Copenhague, Dinamarca. La primera ministra de Dinamarca, Mette Frederiksen, se prepara para iniciar un tercer mandato al frente del gobierno, consolidándose como una de las líderes europeas con mayor experiencia en el cargo y con un papel cada vez más relevante en la política internacional, particularmente por su respaldo a Ucrania y su rechazo a las pretensiones del presidente estadounidense Donald Trump sobre Groenlandia.
A sus 48 años, Frederiksen ha encabezado el gobierno danés desde 2019 y continuará liderando una administración que buscará fortalecer la defensa nacional y ampliar la cooperación con sus socios europeos ante la creciente incertidumbre sobre el papel militar de Estados Unidos en Europa.
La mandataria ha sido una de las principales aliadas de Ucrania desde el inicio de la invasión rusa y ha impulsado un incremento significativo del gasto militar. En 2025, Dinamarca destinó el 3.2 por ciento de su Producto Interno Bruto a defensa, casi el triple de lo invertido en 2022, reforzando así sus compromisos con la Organización del Tratado del Atlántico Norte.
Uno de los temas que marcó la reciente campaña electoral fue la controversia en torno a Groenlandia. Tras los renovados llamados de Trump para que Estados Unidos asumiera el control de la estratégica isla ártica, rica en recursos minerales, tanto el gobierno danés como las autoridades groenlandesas defendieron el derecho del territorio a decidir su propio futuro.
Analistas consideran que la postura firme de Frederiksen frente a Washington fortaleció su imagen internacional y contribuyó a los resultados electorales. La politóloga Carolin Hjort Rapp, de la Universidad de Copenhague, señaló que la popularidad de la mandataria entre sus homólogos europeos y su respuesta a las presiones sobre Groenlandia fueron factores clave para su permanencia en el poder.
El nuevo gobierno surgió tras dos meses de negociaciones y estará integrado por los socialdemócratas de Frederiksen, el partido Moderados encabezado por Lars Løkke Rasmussen, la Izquierda Verde (SF) y el Partido Social Liberal Danés.

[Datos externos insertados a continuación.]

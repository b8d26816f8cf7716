use std::{
    error::Error,
    fmt::{self, Display},
    fs, io,
    path::{Path, PathBuf},
};

use serde::{Deserialize, Serialize};

use crate::classify::EMOTIONS;

/// What the host does when the weights cannot be loaded.
#[derive(Debug, Clone, Copy, Default, PartialEq, Eq, Serialize, Deserialize)]
#[serde(rename_all = "snake_case")]
pub enum LoadFailurePolicy {
    /// Propagate the load error.
    #[default]
    Abort,
    /// Keep serving with a fixed distribution.
    Fallback,
}

/// The configuration of a hosted classifier.
#[derive(Debug, Clone, PartialEq, Serialize, Deserialize)]
#[serde(default)]
pub struct EngineConfig {
    /// Path to the weight container.
    pub weights: PathBuf,
    /// Side of the square images the network was sized for.
    pub input_side: usize,
    /// One name per network output, in output order.
    pub labels: Vec<String>,
    pub on_load_failure: LoadFailurePolicy,
}

impl Default for EngineConfig {
    fn default() -> Self {
        Self {
            weights: PathBuf::from("emotion_model.safetensors"),
            input_side: 48,
            labels: EMOTIONS.iter().map(|s| s.to_string()).collect(),
            on_load_failure: LoadFailurePolicy::default(),
        }
    }
}

impl EngineConfig {
    /// Reads the configuration from a JSON file, missing fields take their default value.
    pub fn from_file<P: AsRef<Path>>(path: P) -> Result<Self, ConfigErr> {
        let path = path.as_ref();
        let content = fs::read_to_string(path).map_err(|e| ConfigErr::Io {
            path: path.to_path_buf(),
            source: e,
        })?;

        Self::from_json(&content)
    }

    pub fn from_json(content: &str) -> Result<Self, ConfigErr> {
        let config: Self = serde_json::from_str(content).map_err(ConfigErr::Json)?;

        if config.labels.is_empty() {
            return Err(ConfigErr::Invalid("labels must not be empty".into()));
        }
        if config.input_side == 0 {
            return Err(ConfigErr::Invalid("input_side must be greater than 0".into()));
        }

        Ok(config)
    }
}

/// Errors reading an [`EngineConfig`].
#[derive(Debug)]
pub enum ConfigErr {
    Io { path: PathBuf, source: io::Error },
    Json(serde_json::Error),
    Invalid(String),
}

impl Display for ConfigErr {
    fn fmt(&self, f: &mut fmt::Formatter<'_>) -> fmt::Result {
        match self {
            ConfigErr::Io { path, source } => {
                write!(f, "cannot read '{}': {source}", path.display())
            }
            ConfigErr::Json(e) => write!(f, "invalid JSON: {e}"),
            ConfigErr::Invalid(msg) => write!(f, "invalid config: {msg}"),
        }
    }
}

impl Error for ConfigErr {
    fn source(&self) -> Option<&(dyn Error + 'static)> {
        match self {
            ConfigErr::Io { source, .. } => Some(source),
            ConfigErr::Json(e) => Some(e),
            ConfigErr::Invalid(_) => None,
        }
    }
}
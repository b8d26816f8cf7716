mod container;
pub mod discovery;
mod keras;
mod loader;
mod node;

pub use container::Container;
pub use keras::to_keras_container;
pub use loader::{TOP_LEVEL_GROUP, load, load_file};
pub use node::{Group, Node, Tensor};
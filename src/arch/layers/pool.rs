use ndarray::{Array3, ArrayView3};

/// Non-overlapping 2x2 max pooling with stride 2, applied per channel.
///
/// A trailing row or column that cannot fill a whole window is dropped, so a `(h, w, c)` input
/// becomes `(h / 2, w / 2, c)`.
#[derive(Debug, Default, Clone, Copy)]
pub struct MaxPool;

impl MaxPool {
    pub fn new() -> Self {
        Self
    }

    pub fn forward(&self, x: ArrayView3<f32>) -> Array3<f32> {
        let (h, w, c) = x.dim();

        Array3::from_shape_fn((h / 2, w / 2, c), |(i, j, k)| {
            let (r, q) = (2 * i, 2 * j);
            x[[r, q, k]]
                .max(x[[r, q + 1, k]])
                .max(x[[r + 1, q, k]])
                .max(x[[r + 1, q + 1, k]])
        })
    }
}
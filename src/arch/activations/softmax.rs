use ndarray::{Array1, ArrayView1};

/// Turns raw logits into a probability distribution.
///
/// The maximum logit is subtracted before exponentiating so large logits cannot overflow.
pub fn softmax(logits: ArrayView1<f32>) -> Array1<f32> {
    let max = logits.fold(f32::NEG_INFINITY, |max, &z| max.max(z));
    let mut exp = logits.mapv(|z| (z - max).exp());
    let sum = exp.sum();

    exp /= sum;
    exp
}
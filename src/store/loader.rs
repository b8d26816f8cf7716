use std::path::Path;

use super::{Container, Group, discovery};
use crate::{
    InferErr, Result,
    arch::{ConvParams, DenseParams, ParameterSet},
};

/// The conventional name of the group holding one group per layer.
pub const TOP_LEVEL_GROUP: &str = "model_weights";

/// Opens the container at `path` and loads its parameters, see [`load`].
pub fn load_file<P: AsRef<Path>>(path: P) -> Result<ParameterSet> {
    let path = path.as_ref();
    log::info!("loading weights from {}", path.display());

    let container = Container::open(path)?;
    load(&container)
}

/// Extracts two convolutional and two dense layers out of `container`.
///
/// Layer groups are discovered by name tokens rather than fixed paths, see
/// [`discovery::discover`]. The first two candidates of each kind, by ascending group name,
/// become the first and second layer of that kind; this relies on the writer naming layers in
/// depth order.
///
/// # Returns
/// The parameter set or `MalformedWeightStore` with the counts found if there are fewer than
/// two candidates of either kind.
pub fn load(container: &Container) -> Result<ParameterSet> {
    let Some(top) = top_level(container.root()) else {
        log::warn!("no '{TOP_LEVEL_GROUP}' group in the weight store");
        return Err(InferErr::MalformedWeightStore { conv: 0, dense: 0 });
    };

    let found = discovery::discover(top);
    let (conv, dense) = (found.conv.len(), found.dense.len());

    let (Some((conv1, conv2)), Some((dense1, dense2))) = (first_two(&found.conv), first_two(&found.dense))
    else {
        return Err(InferErr::MalformedWeightStore { conv, dense });
    };

    if conv > 2 || dense > 2 {
        log::warn!("ignoring {} extra layer candidates", conv + dense - 4);
    }

    for candidate in [conv1, conv2, dense1, dense2] {
        log::debug!(
            "layer '{}': kernel {:?}, bias {:?}",
            candidate.group,
            candidate.kernel.shape(),
            candidate.bias.shape()
        );
    }

    let params = ParameterSet::new(
        ConvParams::from_tensors(conv1.kernel, conv1.bias)?,
        ConvParams::from_tensors(conv2.kernel, conv2.bias)?,
        DenseParams::from_tensors(dense1.kernel, dense1.bias)?,
        DenseParams::from_tensors(dense2.kernel, dense2.bias)?,
    )?;

    log::info!(
        "loaded {conv} conv and {dense} dense layers, {} labels",
        params.num_labels()
    );

    Ok(params)
}

/// The top level group: [`TOP_LEVEL_GROUP`], or the only group of the root if there is no such
/// group.
fn top_level(root: &Group) -> Option<&Group> {
    if let Some(top) = root.group(TOP_LEVEL_GROUP) {
        return Some(top);
    }

    let mut groups = root.groups();
    match (groups.next(), groups.next()) {
        (Some((_, only)), None) => Some(only),
        _ => None,
    }
}

fn first_two<T: Copy>(items: &[T]) -> Option<(T, T)> {
    match items {
        [first, second, ..] => Some((*first, *second)),
        _ => None,
    }
}
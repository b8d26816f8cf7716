use super::{Group, Node, Tensor};

/// Layer groups that never hold parameters.
pub const PLACEHOLDER_GROUPS: &[&str] = &["top_level_model_weights"];

/// The name tokens identifying one of the two datasets of a layer.
///
/// `strong` is always tried first; `weak` is only a fallback for containers written by tools
/// that use single letter names, and is ignored as soon as a strong match exists.
struct TokenFamily {
    strong: &'static str,
    weak: &'static str,
}

const KERNEL: TokenFamily = TokenFamily {
    strong: "kernel",
    weak: "W",
};

const BIAS: TokenFamily = TokenFamily {
    strong: "bias",
    weak: "b",
};

/// The kernel and bias found below a layer group.
#[derive(Debug, Clone, Copy)]
pub struct Candidate<'c> {
    /// The name of the layer group directly below the top level group.
    pub group: &'c str,
    pub kernel: &'c Tensor,
    pub bias: &'c Tensor,
}

/// The layer candidates found in a container, classified by kernel rank and sorted by group name.
#[derive(Debug, Default)]
pub struct Discovery<'c> {
    pub conv: Vec<Candidate<'c>>,
    pub dense: Vec<Candidate<'c>>,
}

/// Datasets matched below a single layer group, bucketed by token family and strength.
#[derive(Default)]
struct Matches<'c> {
    kernel: Vec<&'c Tensor>,
    weak_kernel: Vec<&'c Tensor>,
    bias: Vec<&'c Tensor>,
    weak_bias: Vec<&'c Tensor>,
}

impl<'c> Matches<'c> {
    /// Recursively visits every node below `group`.
    fn collect(&mut self, group: &'c Group) {
        for (name, node) in group.children() {
            match node {
                Node::Group(inner) => self.collect(inner),
                Node::Dataset(tensor) => self.classify(name, tensor),
            }
        }
    }

    /// A name matching the kernel family is never counted as a bias as well.
    fn classify(&mut self, name: &str, tensor: &'c Tensor) {
        if name.contains(KERNEL.strong) {
            self.kernel.push(tensor);
        } else if name.contains(BIAS.strong) {
            self.bias.push(tensor);
        } else if name.contains(KERNEL.weak) {
            self.weak_kernel.push(tensor);
        } else if name.contains(BIAS.weak) {
            self.weak_bias.push(tensor);
        }
    }
}

/// The outcome of searching a token family below one layer group.
enum Pick<'c> {
    Found(&'c Tensor),
    Missing,
    Ambiguous(usize),
}

fn pick<'c>(strong: &[&'c Tensor], weak: &[&'c Tensor]) -> Pick<'c> {
    let matches = if strong.is_empty() { weak } else { strong };

    match matches {
        [] => Pick::Missing,
        &[tensor] => Pick::Found(tensor),
        many => Pick::Ambiguous(many.len()),
    }
}

/// Searches every layer group of `top` for its kernel and bias.
///
/// The direct child groups of `top` are taken in lexicographic order, skipping the
/// [`PLACEHOLDER_GROUPS`]. Groups without exactly one kernel-like and one bias-like dataset,
/// or whose kernel is neither rank 4 nor rank 2, are not candidates.
pub fn discover(top: &Group) -> Discovery<'_> {
    let mut discovery = Discovery::default();

    for (name, group) in top.groups() {
        if PLACEHOLDER_GROUPS.contains(&name) {
            continue;
        }

        let mut matches = Matches::default();
        matches.collect(group);

        let kernel = pick(&matches.kernel, &matches.weak_kernel);
        let bias = pick(&matches.bias, &matches.weak_bias);

        let (kernel, bias) = match (kernel, bias) {
            (Pick::Found(kernel), Pick::Found(bias)) => (kernel, bias),
            (Pick::Ambiguous(n), _) => {
                log::warn!("skipping '{name}': {n} kernel-like datasets");
                continue;
            }
            (_, Pick::Ambiguous(n)) => {
                log::warn!("skipping '{name}': {n} bias-like datasets");
                continue;
            }
            _ => {
                log::debug!("'{name}' holds no parameters");
                continue;
            }
        };

        let candidate = Candidate {
            group: name,
            kernel,
            bias,
        };

        match kernel.rank() {
            4 => discovery.conv.push(candidate),
            2 => discovery.dense.push(candidate),
            rank => log::debug!("ignoring '{name}': rank {rank} kernel"),
        }
    }

    discovery.conv.sort_by_key(|c| c.group);
    discovery.dense.sort_by_key(|c| c.group);
    discovery
}

#[cfg(test)]
mod tests {
    use super::*;

    fn dataset(shape: &[usize]) -> Node {
        let len = shape.iter().product();
        Node::Dataset(Tensor::new(shape.to_vec(), vec![0.; len]).unwrap())
    }

    fn layer(top: &mut Group, path: &str, kernel: &[usize], bias: &[usize]) {
        let group = top.group_mut_or_insert(path).unwrap();
        group.insert("kernel:0", dataset(kernel));
        group.insert("bias:0", dataset(bias));
    }

    #[test]
    fn classifies_by_rank_in_name_order() {
        let mut top = Group::new();
        layer(&mut top, "dense_1/sequential/dense_1", &[8, 6], &[6]);
        layer(&mut top, "conv2d_1/sequential/conv2d_1", &[3, 3, 4, 8], &[8]);
        layer(&mut top, "dense/sequential/dense", &[32, 8], &[8]);
        layer(&mut top, "conv2d/sequential/conv2d", &[3, 3, 1, 4], &[4]);
        top.group_mut_or_insert("flatten").unwrap();
        top.group_mut_or_insert("max_pooling2d").unwrap();

        let found = discover(&top);
        let conv: Vec<_> = found.conv.iter().map(|c| c.group).collect();
        let dense: Vec<_> = found.dense.iter().map(|c| c.group).collect();

        assert_eq!(conv, ["conv2d", "conv2d_1"]);
        assert_eq!(dense, ["dense", "dense_1"]);
        assert_eq!(found.conv[1].kernel.shape(), [3, 3, 4, 8]);
    }

    #[test]
    fn placeholder_groups_are_ignored() {
        let mut top = Group::new();
        layer(&mut top, "top_level_model_weights", &[2, 2], &[2]);

        let found = discover(&top);
        assert!(found.conv.is_empty() && found.dense.is_empty());
    }

    #[test]
    fn weak_tokens_are_a_fallback() {
        let mut top = Group::new();
        let group = top.group_mut_or_insert("fc").unwrap();
        group.insert("W", dataset(&[4, 2]));
        group.insert("b", dataset(&[2]));

        let found = discover(&top);
        assert_eq!(found.dense.len(), 1);
        assert_eq!(found.dense[0].kernel.shape(), [4, 2]);
        assert_eq!(found.dense[0].bias.shape(), [2]);
    }

    #[test]
    fn strong_tokens_win_over_weak_ones() {
        let mut top = Group::new();
        let group = top.group_mut_or_insert("fc").unwrap();
        group.insert("kernel", dataset(&[4, 2]));
        group.insert("bias", dataset(&[2]));
        group.insert("W_backup", dataset(&[9, 9]));

        let found = discover(&top);
        assert_eq!(found.dense[0].kernel.shape(), [4, 2]);
    }

    #[test]
    fn ambiguous_groups_are_skipped() {
        let mut top = Group::new();
        let group = top.group_mut_or_insert("fc").unwrap();
        group.insert("kernel", dataset(&[4, 2]));
        group.insert("recurrent_kernel", dataset(&[2, 2]));
        group.insert("bias", dataset(&[2]));

        assert!(discover(&top).dense.is_empty());
    }

    #[test]
    fn groups_missing_a_bias_are_skipped() {
        let mut top = Group::new();
        top.group_mut_or_insert("fc")
            .unwrap()
            .insert("kernel", dataset(&[4, 2]));

        assert!(discover(&top).dense.is_empty());
    }
}
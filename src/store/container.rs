use std::{collections::HashMap, fs, io, path::Path};

use safetensors::{Dtype, SafeTensors, tensor::TensorView};

use super::{Group, Node, Tensor};
use crate::{InferErr, Result};

/// The metadata entry listing the groups that hold no dataset, since safetensors only stores
/// tensors.
const GROUPS_KEY: &str = "groups";

/// A read-only hierarchical weight container.
///
/// On disk it is a safetensors file whose tensor names are `/`-separated paths, the last
/// component being the dataset name and the rest the chain of groups holding it.
#[derive(Debug, Clone, Default, PartialEq)]
pub struct Container {
    root: Group,
}

impl Container {
    /// Creates a new `Container` out of an already built tree.
    pub fn new(root: Group) -> Self {
        Self { root }
    }

    /// The root group of the container.
    pub fn root(&self) -> &Group {
        &self.root
    }

    /// Opens and decodes the container stored at `path`.
    ///
    /// # Returns
    /// The container, `WeightStoreNotFound` if there is no file at `path` or
    /// `WeightStoreReadError` if it could not be read or decoded.
    pub fn open<P: AsRef<Path>>(path: P) -> Result<Self> {
        let path = path.as_ref();
        let bytes = fs::read(path).map_err(|e| match e.kind() {
            io::ErrorKind::NotFound => InferErr::WeightStoreNotFound {
                path: path.to_path_buf(),
            },
            _ => e.into(),
        })?;

        log::debug!("read {} bytes from {}", bytes.len(), path.display());
        Self::from_safetensors_bytes(&bytes)
    }

    /// Decodes a container from a safetensors buffer.
    pub fn from_safetensors_bytes(bytes: &[u8]) -> Result<Self> {
        let (_, metadata) = SafeTensors::read_metadata(bytes)?;
        let tensors = SafeTensors::deserialize(bytes)?;
        let mut root = Group::new();

        if let Some(groups) = metadata.metadata().as_ref().and_then(|m| m.get(GROUPS_KEY)) {
            let groups: Vec<String> =
                serde_json::from_str(groups).map_err(|e| InferErr::WeightStoreReadError {
                    what: format!("invalid '{GROUPS_KEY}' metadata: {e}"),
                })?;

            for path in &groups {
                root.group_mut_or_insert(path)?;
            }
        }

        // The header is a map, sorting makes clashing paths fail the same way on every read.
        let mut tensors = tensors.tensors();
        tensors.sort_by(|(a, _), (b, _)| a.cmp(b));

        for (name, view) in tensors {
            let (parent, leaf) = name.rsplit_once('/').unwrap_or(("", name.as_str()));
            let data = decode(&name, view.dtype(), view.data())?;
            let tensor = Tensor::new(view.shape().to_vec(), data)?;

            root.group_mut_or_insert(parent)?
                .try_insert(leaf, Node::Dataset(tensor))?;
        }

        Ok(Self { root })
    }

    /// Encodes the container as a safetensors buffer of little endian `f32` values.
    pub fn to_safetensors_bytes(&self) -> Result<Vec<u8>> {
        let mut datasets = Vec::new();
        let mut empty_groups = Vec::new();

        self.root.visit(&mut |path, node| match node {
            Node::Dataset(tensor) => {
                let bytes: Vec<u8> = tensor.data().iter().flat_map(|v| v.to_le_bytes()).collect();
                datasets.push((path.to_string(), tensor.shape().to_vec(), bytes));
            }
            Node::Group(group) if group.is_empty() => empty_groups.push(path.to_string()),
            Node::Group(_) => {}
        });

        let views = datasets
            .iter()
            .map(|(name, shape, bytes)| {
                let view = TensorView::new(Dtype::F32, shape.clone(), bytes)?;
                Ok((name.as_str(), view))
            })
            .collect::<Result<Vec<_>>>()?;

        let metadata = if empty_groups.is_empty() {
            None
        } else {
            let groups =
                serde_json::to_string(&empty_groups).map_err(|e| InferErr::WeightStoreReadError {
                    what: format!("cannot encode '{GROUPS_KEY}' metadata: {e}"),
                })?;
            Some(HashMap::from([(GROUPS_KEY.to_string(), groups)]))
        };

        Ok(safetensors::serialize(views, &metadata)?)
    }

    /// Writes the container to `path`, replacing any existing file.
    pub fn save<P: AsRef<Path>>(&self, path: P) -> Result<()> {
        let bytes = self.to_safetensors_bytes()?;
        fs::write(path.as_ref(), bytes)?;
        Ok(())
    }

    /// Walks every group and dataset depth first, in lexicographic order.
    ///
    /// # Arguments
    /// * `f` - Called with the full path, the depth (0 for the root's children) and the node.
    pub fn visit<F>(&self, mut f: F)
    where
        F: FnMut(&str, usize, &Node),
    {
        self.root
            .visit(&mut |path, node| f(path, path.matches('/').count(), node));
    }
}

/// Converts the raw little endian bytes of a dataset into `f32` values.
fn decode(name: &str, dtype: Dtype, data: &[u8]) -> Result<Vec<f32>> {
    let values = match dtype {
        Dtype::F32 => data
            .chunks_exact(4)
            .map(|b| f32::from_le_bytes([b[0], b[1], b[2], b[3]]))
            .collect(),
        Dtype::F64 => data
            .chunks_exact(8)
            .map(|b| f64::from_le_bytes([b[0], b[1], b[2], b[3], b[4], b[5], b[6], b[7]]) as f32)
            .collect(),
        Dtype::F16 => data
            .chunks_exact(2)
            .map(|b| half::f16::from_le_bytes([b[0], b[1]]).to_f32())
            .collect(),
        Dtype::BF16 => data
            .chunks_exact(2)
            .map(|b| half::bf16::from_le_bytes([b[0], b[1]]).to_f32())
            .collect(),
        other => {
            return Err(InferErr::WeightStoreReadError {
                what: format!("dataset '{name}' has unsupported dtype {other:?}"),
            });
        }
    };

    Ok(values)
}

#[cfg(test)]
mod tests {
    use super::*;

    fn sample() -> Container {
        let mut root = Group::new();
        let layer = root.group_mut_or_insert("model_weights/dense/dense").unwrap();
        layer.insert(
            "kernel",
            Node::Dataset(Tensor::new(vec![2, 3], (0..6).map(|i| i as f32).collect()).unwrap()),
        );
        layer.insert(
            "bias",
            Node::Dataset(Tensor::new(vec![3], vec![0.5, -0.5, 1.5]).unwrap()),
        );
        root.group_mut_or_insert("model_weights/flatten").unwrap();

        Container::new(root)
    }

    #[test]
    fn bytes_preserve_tree_and_empty_groups() {
        let container = sample();
        let bytes = container.to_safetensors_bytes().unwrap();
        let decoded = Container::from_safetensors_bytes(&bytes).unwrap();

        assert_eq!(decoded, container);
    }

    fn f32_view(values: &[f32]) -> Vec<u8> {
        values.iter().flat_map(|v| v.to_le_bytes()).collect()
    }

    #[test]
    fn dataset_clashing_with_a_group_is_always_a_read_error() {
        let kernel = f32_view(&[1., 2., 3., 4.]);
        let bias = f32_view(&[0.5, 0.5]);
        let bytes = safetensors::serialize(
            [
                (
                    "m/dense/kernel",
                    TensorView::new(Dtype::F32, vec![2, 2], &kernel).unwrap(),
                ),
                (
                    "m/dense",
                    TensorView::new(Dtype::F32, vec![2], &bias).unwrap(),
                ),
            ],
            &None,
        )
        .unwrap();

        for _ in 0..50 {
            let err = Container::from_safetensors_bytes(&bytes).unwrap_err();
            assert!(matches!(err, InferErr::WeightStoreReadError { .. }));
        }
    }

    #[test]
    fn dataset_clashing_with_an_empty_group_is_a_read_error() {
        let bias = f32_view(&[0.5]);
        let metadata = HashMap::from([(GROUPS_KEY.to_string(), r#"["m/flatten"]"#.to_string())]);
        let bytes = safetensors::serialize(
            [(
                "m/flatten",
                TensorView::new(Dtype::F32, vec![1], &bias).unwrap(),
            )],
            &Some(metadata),
        )
        .unwrap();

        let err = Container::from_safetensors_bytes(&bytes).unwrap_err();
        assert!(matches!(err, InferErr::WeightStoreReadError { .. }));
    }

    #[test]
    fn group_names_with_commas_survive() {
        let mut root = Group::new();
        root.group_mut_or_insert("model_weights/a,b").unwrap();
        let container = Container::new(root);

        let bytes = container.to_safetensors_bytes().unwrap();
        let decoded = Container::from_safetensors_bytes(&bytes).unwrap();

        let top = decoded.root().group("model_weights").unwrap();
        let names: Vec<_> = top.children().map(|(name, _)| name).collect();
        assert_eq!(names, ["a,b"]);
    }

    #[test]
    fn missing_file_is_not_found() {
        let err = Container::open("/definitely/not/here/weights.safetensors").unwrap_err();
        assert!(matches!(err, InferErr::WeightStoreNotFound { .. }));
    }

    #[test]
    fn garbage_is_a_read_error() {
        let err = Container::from_safetensors_bytes(b"not a container").unwrap_err();
        assert!(matches!(err, InferErr::WeightStoreReadError { .. }));
    }

    #[test]
    fn f16_datasets_are_widened() {
        let raw: Vec<u8> = [1.5f32, -2.0]
            .iter()
            .flat_map(|&v| half::f16::from_f32(v).to_le_bytes())
            .collect();
        let view = TensorView::new(Dtype::F16, vec![2], &raw).unwrap();
        let bytes = safetensors::serialize([("g/bias", view)], &None).unwrap();

        let container = Container::from_safetensors_bytes(&bytes).unwrap();
        let Some(Node::Group(g)) = container.root().get("g") else {
            panic!("missing group");
        };
        let Some(Node::Dataset(bias)) = g.get("bias") else {
            panic!("missing dataset");
        };

        assert_eq!(bias.data(), [1.5, -2.0]);
    }

    #[test]
    fn visit_reports_depth() {
        let container = sample();
        let mut seen = Vec::new();
        container.visit(|path, depth, _| seen.push((path.to_string(), depth)));

        assert_eq!(seen[0], ("model_weights".to_string(), 0));
        assert!(seen.contains(&("model_weights/dense/dense/kernel".to_string(), 3)));
    }
}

La nueva plataforma gubernamental contempla objetivos ambiciosos en materia climática, medidas para reducir la desigualdad social y apoyos fiscales para empresas. Además, incluye propuestas como atención dental gratuita, reducción del IVA en algunos alimentos, mejoras en la sostenibilidad de la producción porcina y una posible prohibición del uso de redes sociales para menores de 15 años.